Bake for 18 to 20 minutes until risen, golden and firm to the touch.
Cool in the tin for 10 minutes, then transfer to a wire rack to cool completely.
Makes 12 cupcakes
Fillings and Flavours
Add a filling to the cupcake by cutting a cone from the middle of each cake with a serrated knife. Fill the hole with jam, lemon curd or one of these fabulous fillings:
Raspberry and Chocolate Cupcakes: Fill each cake with 1 tsp seedless raspberry jam and ice with chocolate buttercream.
Lemon Cupcakes: Fill each with 1 tsp lemon curd.

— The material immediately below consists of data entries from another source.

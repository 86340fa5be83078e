use handlebars::Handlebars;
use serde_json::json;
use thiserror::Error;

use crate::route::Route;

pub const DEFAULT_BASE_URL: &str = "http://localhost:3000";
pub const DEFAULT_LINK_TEMPLATE: &str = "{{base_url}}/forms/{{id}}";

const TEMPLATE_NAME: &str = "share_link";

#[derive(Debug, Error)]
pub enum LinkError {
    #[error("invalid link template: {0}")]
    Template(#[from] Box<handlebars::TemplateError>),
    #[error("failed to render link: {0}")]
    Render(#[from] handlebars::RenderError),
}

/// Renders the share link handed out after a form is saved.
///
/// Templates see `base_url`, `id` and `path` (the fill route).
pub struct LinkTemplate {
    registry: Handlebars<'static>,
    base_url: String,
}

impl LinkTemplate {
    pub fn new(base_url: &str, template: &str) -> Result<Self, LinkError> {
        let mut registry = Handlebars::new();
        registry.set_strict_mode(true);
        registry.register_escape_fn(handlebars::no_escape);
        registry
            .register_template_string(TEMPLATE_NAME, template)
            .map_err(Box::new)?;
        Ok(Self {
            registry,
            base_url: base_url.trim_end_matches('/').to_string(),
        })
    }

    pub fn with_base_url(base_url: &str) -> Result<Self, LinkError> {
        Self::new(base_url, DEFAULT_LINK_TEMPLATE)
    }

    pub fn base_url(&self) -> &str {
        &self.base_url
    }

    pub fn render(&self, form_id: &str) -> Result<String, LinkError> {
        let route = Route::Fill {
            id: form_id.to_string(),
        };
        let data = json!({
            "base_url": self.base_url,
            "id": form_id,
            "path": route.path(),
        });
        Ok(self.registry.render(TEMPLATE_NAME, &data)?)
    }
}

impl Default for LinkTemplate {
    fn default() -> Self {
        Self::with_base_url(DEFAULT_BASE_URL).expect("default link template is valid")
    }
}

Ice with lemon buttercream.
Caramel Cupcakes: Fill each with 1 tsp dulche de leche, ice with a single quantity of vanilla buttercream and top with sliced banana
Chocolate Cream Cupcakes: Mix 75g mascarpone with 2 tbsp double ceam and quarter tsp vanilla. Put 1 tsp of this in the centre of each cupcake. Ice with chocolate buttercream.
Then...ice the cake with buttercream icing.
It’s the icing that makes them special. Swirl it on using a piping bag and nozzle – but practise on a plate first
For plain buttercream, beat 110g (4 oz) butter until soft, then beat in 110g (4oz) icing sugar, a tablespoon at a time.
For vanilla buttercream, add half teaspoon vanilla extract and beat to combine.
For lemon buttercream, beat in 1 tbsp lemon juice - add 1 tsp at a time and taste after each addition.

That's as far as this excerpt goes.